Thirdly I will never stand up for myself, I just let bad things happen to me. I will never try to stop them or fight them. I am in victim mode. I have tried to change this but I can’t. I just can’t stand up for myself.
I am sure this is all because I am traumatised from what happened to Jane. But how do I heal it?
February 24, 2010 @ 2:13 pm
Hi Jane. . .
I am sorry to hear about your story, but impressed that you remember it. . .and yes, what you are experiencing in this life comes from such a past event,it makes sense, doesn’t it? It is one of my specialities today to deal with such trauma, as I have experienced it first hand and healed it completely. The ‘set of tools’ we use to heal such trauma are very effective.
Check my website to read a bit more about me, and feel free to contact me any time. I will be glad to help you. You will most likely not have to go through what I went through to release those memories, as our tools have changed dramatically since I wrote this article.
My website:
http://www.SpiritCleanUp.com
March 14, 2010 @ 3:49 am
Hi Maya, you seem a lovely lady, do you have any advice for me, i am feeling i might of been used by a healer for nothing.
April 7, 2017 @ 7:12 am
Hi I am a trauma survivor, of sv, dv -Yes need to stand up and discuss consent etc and what feels right. Using the justice system is very hard. All I know as survivor need to choose environments people etc. There was no training ever around relatiinships and what acceptable etc. I will check your website as something working on and too many triggers on tv all around. Am trying to raise the vibration and heal.
September 9, 2019 @ 2:13 pm
I’ve come looking for something like this. Is it possible to have a dissociative disorder from past life events? Being with my boyfriend is great, but anything I do involving the body in a sexual act, I completely dissociate and switch, and I want to get better at it, I want to heal from my trauma. But I don’t remember my childhood that well but I definitely have severe trauma, especially towards sexual things and religious things, which I’m pretty sure are not from this life.

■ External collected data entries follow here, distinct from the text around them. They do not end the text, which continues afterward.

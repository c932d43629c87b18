use serde::{Deserialize, Serialize};
use strategy_core::PriceSeries;
use technical_indicators::sma_at;

/// Liquidity and trend thresholds. Defaults follow the production scan:
/// $3 minimum price, 300k average volume, 50-bar lookback.
#[derive(Debug, Clone, Serialize, Deserialize)]
pub struct ScreenerConfig {
    pub min_price: f64,
    pub min_volume: f64,
    pub sma_period: usize,
}

impl Default for ScreenerConfig {
    fn default() -> Self {
        Self {
            min_price: 3.0,
            min_volume: 300_000.0,
            sma_period: 50,
        }
    }
}

/// Outcome of a screen, with a human-readable reason either way.
#[derive(Debug, Clone, Serialize, Deserialize)]
pub struct ScreenerResult {
    pub passed: bool,
    pub reason: String,
}

impl ScreenerResult {
    fn pass(reason: String) -> Self {
        Self { passed: true, reason }
    }

    fn fail(reason: String) -> Self {
        Self { passed: false, reason }
    }
}

/// Mean volume over the trailing `period` bars, 0 when the series is shorter.
pub fn average_volume(series: &PriceSeries, period: usize) -> f64 {
    let bars = series.bars();
    if period == 0 || bars.len() < period {
        return 0.0;
    }
    let sum: u64 = bars[bars.len() - period..].iter().map(|b| b.volume).sum();
    sum as f64 / period as f64
}

/// SMA of closes over the trailing `period` bars, 0 when the series is shorter.
pub fn closing_sma(series: &PriceSeries, period: usize) -> f64 {
    let closes: Vec<f64> = series.bars().iter().map(|b| b.close).collect();
    sma_at(&closes, period, closes.len().saturating_sub(1)).unwrap_or(0.0)
}

/// Price and average-volume floor. A short series zeroes the average volume,
/// which fails the volume check with an insufficiency reason.
pub fn liquidity_check(series: &PriceSeries, config: &ScreenerConfig) -> ScreenerResult {
    let current_price = series.last().close;

    if current_price < config.min_price {
        return ScreenerResult::fail(format!(
            "Price ${:.2} < ${:.2}",
            current_price, config.min_price
        ));
    }

    let avg_volume = average_volume(series, config.sma_period);
    if avg_volume < config.min_volume {
        return ScreenerResult::fail(format!(
            "{}-day avg volume {:.0} < {:.0}",
            config.sma_period, avg_volume, config.min_volume
        ));
    }

    ScreenerResult::pass(format!(
        "Passed liquidity: ${:.2}, vol {:.0}",
        current_price, avg_volume
    ))
}

/// Close above the trailing SMA. A short series zeroes the SMA, which reads
/// as insufficient data rather than a trend verdict.
pub fn trend_check(series: &PriceSeries, config: &ScreenerConfig) -> ScreenerResult {
    let current_price = series.last().close;
    let sma = closing_sma(series, config.sma_period);

    if sma == 0.0 {
        return ScreenerResult::fail(format!(
            "Insufficient data for {}-day SMA",
            config.sma_period
        ));
    }

    if current_price <= sma {
        return ScreenerResult::fail(format!(
            "Price ${:.2} <= {}-SMA ${:.2}",
            current_price, config.sma_period, sma
        ));
    }

    ScreenerResult::pass(format!(
        "Price ${:.2} > {}-SMA ${:.2}",
        current_price, config.sma_period, sma
    ))
}

/// Liquidity then trend, short-circuiting on the first failure.
pub fn run_screener(series: &PriceSeries, config: &ScreenerConfig) -> ScreenerResult {
    let liquidity = liquidity_check(series, config);
    if !liquidity.passed {
        tracing::debug!(reason = %liquidity.reason, "screener rejected on liquidity");
        return ScreenerResult::fail(format!("SCREENER FAIL - Liquidity: {}", liquidity.reason));
    }

    let trend = trend_check(series, config);
    if !trend.passed {
        tracing::debug!(reason = %trend.reason, "screener rejected on trend");
        return ScreenerResult::fail(format!("SCREENER FAIL - Trend: {}", trend.reason));
    }

    ScreenerResult::pass(format!(
        "SCREENER PASS: {}, {}",
        liquidity.reason, trend.reason
    ))
}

How would I go about telling a professional about these things? I really want to heal and have a great time with my significant other, but I am hindered extremely.
If this could be answered, it would be appreciated.
October 22, 2019 @ 10:56 am
Hi Yuki, ‘yes’ I’m very sure this is not only possible but that it’s also quite realistic that previous/past life incarnations can have all sorts of debilitating impacts within the current/present incarnation. I’ve recently written about becoming aware of my first past life while trying to understand the origins of extreme feelings of anguish and despair (that had no current life origins/explanations) that took me many many months of effort to ‘eventually’ get access to the origins of these (a very ancient past life). I describe this on this page here.
So, I’d look for a healer/therapist that is aware of problems originating within past lives and can help you access these. However, that page is part of a series that describes my own personal consistent orientations and efforts to ‘eradicate’ a bad stammer/speech block which is what eventually resulted in myself getting spontaneous access to past lives which turned out to be ‘key’ to becoming aware of the origins of all sorts of negatively impacting aspects of myself!!!
So, I personally didn’t go looking for past lives or try and gain access to these (I was aware of the possibility of past lives but hadn’t really thought about them much), however in more and more orientating to ‘myself’ and my internal states/sensations and feelings as part of trying to understand the origins of ???/whatever was impacting me (initially my stammer/speech block) I ended up getting more and more access to ‘myself/my origins’ and basically everything within my past that is contributing to myself/any debilitation in my current life!!